§ **WORK ITEM**
Copy out all lines from the material that contain the string "assemble".

§ **ENTRIES SUPPLIED**
---

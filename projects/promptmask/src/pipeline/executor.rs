use std::fs;
use std::path::{Path, PathBuf};

use crate::cli::Args;
use crate::pipeline::command::CommandStage;
use crate::pipeline::{
    Stage, StageArgs, StageError, ARG_INPUT_DIR, ARG_OUTPUT_DIR, ARG_OUTPUT_FOLDER,
    ARG_OUTPUT_VIDEO, ARG_TEXT_PROMPT, ARG_VIDEO_PATH,
};

/// The three ordered pipeline stages. Swappable as a unit so tests can
/// run in-process stages instead of external scripts.
pub struct PipelineStages {
    pub extract: Box<dyn Stage>,
    pub segment: Box<dyn Stage>,
    pub assemble: Box<dyn Stage>,
}

impl PipelineStages {
    pub fn new(extract: Box<dyn Stage>, segment: Box<dyn Stage>, assemble: Box<dyn Stage>) -> Self {
        Self {
            extract,
            segment,
            assemble,
        }
    }

    pub fn from_args(args: &Args) -> Self {
        Self::new(
            Box::new(CommandStage::extraction(
                args.python_bin.clone(),
                &args.scripts_dir,
            )),
            Box::new(CommandStage::segmentation(
                args.python_bin.clone(),
                &args.scripts_dir,
            )),
            Box::new(CommandStage::assembly(
                args.python_bin.clone(),
                &args.scripts_dir,
            )),
        )
    }
}

/// Everything the pipeline needs for one job. All paths live inside the
/// job's workspace except the artifact, which lands in the results root.
pub struct PipelineJob {
    pub job_id: String,
    pub video_path: PathBuf,
    pub prompt: String,
    pub workspace: PathBuf,
    pub output_video: PathBuf,
}

/// Runs extraction, segmentation and assembly strictly in order, each
/// stage consuming the previous stage's output directory. The first
/// failure wins and the remaining stages are skipped. Returns the
/// artifact path on success.
pub fn run_pipeline(stages: &PipelineStages, job: &PipelineJob) -> Result<PathBuf, StageError> {
    let frames_dir = job.workspace.join("frames");
    let segmented_dir = job.workspace.join("segmented");
    fs::create_dir_all(&frames_dir)?;
    fs::create_dir_all(&segmented_dir)?;

    let mut args = StageArgs::new();
    args.insert(ARG_VIDEO_PATH, job.video_path.to_string_lossy().into_owned());
    args.insert(ARG_OUTPUT_FOLDER, frames_dir.to_string_lossy().into_owned());
    stages.extract.execute(&args)?;

    let frame_count = count_images(&frames_dir)?;
    if frame_count == 0 {
        return Err(StageError::EmptyOutput {
            stage: stages.extract.id(),
            dir: frames_dir,
        });
    }
    tracing::info!("Job {}: extracted {} frames", job.job_id, frame_count);

    let mut args = StageArgs::new();
    args.insert(ARG_INPUT_DIR, frames_dir.to_string_lossy().into_owned());
    args.insert(ARG_OUTPUT_DIR, segmented_dir.to_string_lossy().into_owned());
    args.insert(ARG_TEXT_PROMPT, job.prompt.clone());
    stages.segment.execute(&args)?;

    let segmented_count = count_images(&segmented_dir)?;
    if segmented_count == 0 {
        return Err(StageError::EmptyOutput {
            stage: stages.segment.id(),
            dir: segmented_dir,
        });
    }
    if segmented_count < frame_count {
        // The segmentation script skips frames it cannot process; the
        // step only fails when nothing came out at all.
        tracing::warn!(
            "Job {}: segmented {} of {} frames",
            job.job_id,
            segmented_count,
            frame_count
        );
    }

    let mut args = StageArgs::new();
    args.insert(ARG_INPUT_DIR, segmented_dir.to_string_lossy().into_owned());
    args.insert(
        ARG_OUTPUT_VIDEO,
        job.output_video.to_string_lossy().into_owned(),
    );
    stages.assemble.execute(&args)?;

    if !job.output_video.exists() {
        return Err(StageError::EmptyOutput {
            stage: stages.assemble.id(),
            dir: job.output_video.clone(),
        });
    }

    tracing::info!("Job {}: artifact written to {:?}", job.job_id, job.output_video);
    Ok(job.output_video.clone())
}

fn count_images(dir: &Path) -> Result<usize, StageError> {
    let count = fs::read_dir(dir)?
        .filter_map(|e| e.ok())
        .filter(|e| e.file_type().map(|t| t.is_file()).unwrap_or(false))
        .filter(|e| {
            e.path()
                .extension()
                .and_then(|s| s.to_str())
                .map(|s| matches!(s.to_lowercase().as_str(), "jpg" | "jpeg" | "png"))
                .unwrap_or(false)
        })
        .count();
    Ok(count)
}


#[cfg(test)]
mod tests {
    use super::test_stages::*;
    use super::*;
    use std::sync::atomic::Ordering;
    use tempfile::TempDir;

    #[test]
    fn test_successful_pipeline_produces_artifact() {
        let dir = TempDir::new().unwrap();
        let stages = working_stages(10);
        let job = job_in(dir.path(), "job-1");

        let artifact = run_pipeline(&stages, &job).unwrap();
        assert_eq!(artifact, job.output_video);
        assert!(artifact.exists());

        // Frame handoff preserved the zero-padded names
        let segmented = job.workspace.join("segmented");
        assert!(segmented.join("segmented_frame_0000.jpg").exists());
        assert!(segmented.join("segmented_frame_0009.jpg").exists());
        assert_eq!(count_images(&segmented).unwrap(), 10);
    }

    #[test]
    fn test_zero_frames_fails_extraction_and_skips_rest() {
        let dir = TempDir::new().unwrap();
        // Segmentation would fail loudly if it ran; the empty-output
        // check must short-circuit before it.
        let stages = PipelineStages::new(
            Box::new(NoopStage {
                stage_id: "extraction",
            }),
            Box::new(FailStage {
                stage_id: "segmentation",
                detail: "should never run",
            }),
            Box::new(FakeAssembly::new()),
        );
        let job = job_in(dir.path(), "job-1");

        let err = run_pipeline(&stages, &job).unwrap_err();
        match err {
            StageError::EmptyOutput { stage, .. } => assert_eq!(stage, "extraction"),
            other => panic!("unexpected error: {other:?}"),
        }
        assert!(!job.output_video.exists());
    }

    #[test]
    fn test_failing_segmentation_short_circuits_assembly() {
        let dir = TempDir::new().unwrap();
        let assemble = FakeAssembly::new();
        let invoked = assemble.invoked.clone();
        let stages = PipelineStages::new(
            Box::new(FakeExtraction { frames: 3 }),
            Box::new(FailStage {
                stage_id: "segmentation",
                detail: "model exploded",
            }),
            Box::new(assemble),
        );
        let job = job_in(dir.path(), "job-1");

        let err = run_pipeline(&stages, &job).unwrap_err();
        match err {
            StageError::Execution { stage, detail } => {
                assert_eq!(stage, "segmentation");
                assert!(detail.contains("model exploded"));
            }
            other => panic!("unexpected error: {other:?}"),
        }
        assert!(!invoked.load(Ordering::Relaxed));
    }

    #[test]
    fn test_empty_segmentation_output_fails() {
        let dir = TempDir::new().unwrap();
        let stages = PipelineStages::new(
            Box::new(FakeExtraction { frames: 3 }),
            Box::new(NoopStage {
                stage_id: "segmentation",
            }),
            Box::new(FakeAssembly::new()),
        );
        let job = job_in(dir.path(), "job-1");

        let err = run_pipeline(&stages, &job).unwrap_err();
        match err {
            StageError::EmptyOutput { stage, .. } => assert_eq!(stage, "segmentation"),
            other => panic!("unexpected error: {other:?}"),
        }
    }

    #[test]
    fn test_assembly_without_artifact_fails() {
        let dir = TempDir::new().unwrap();
        let stages = PipelineStages::new(
            Box::new(FakeExtraction { frames: 3 }),
            Box::new(FakeSegmentation),
            Box::new(NoopStage {
                stage_id: "assembly",
            }),
        );
        let job = job_in(dir.path(), "job-1");

        let err = run_pipeline(&stages, &job).unwrap_err();
        match err {
            StageError::EmptyOutput { stage, .. } => assert_eq!(stage, "assembly"),
            other => panic!("unexpected error: {other:?}"),
        }
    }

    #[test]
    fn test_count_images_ignores_other_files() {
        let dir = TempDir::new().unwrap();
        fs::write(dir.path().join("frame_0000.jpg"), b"x").unwrap();
        fs::write(dir.path().join("frame_0001.PNG"), b"x").unwrap();
        fs::write(dir.path().join("notes.txt"), b"x").unwrap();
        fs::create_dir(dir.path().join("sub.jpg")).unwrap();

        assert_eq!(count_images(dir.path()).unwrap(), 2);
    }
}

---

§ **ANSWER**
    pub assemble: Box<dyn Stage>,
    pub fn new(extract: Box<dyn Stage>, segment: Box<dyn Stage>, assemble: Box<dyn Stage>) -> Self {
            assemble,
    stages.assemble.execute(&args)?;
            stage: stages.assemble.id(),
        let assemble = FakeAssembly::new();
        let invoked = assemble.invoked.clone();
            Box::new(assemble),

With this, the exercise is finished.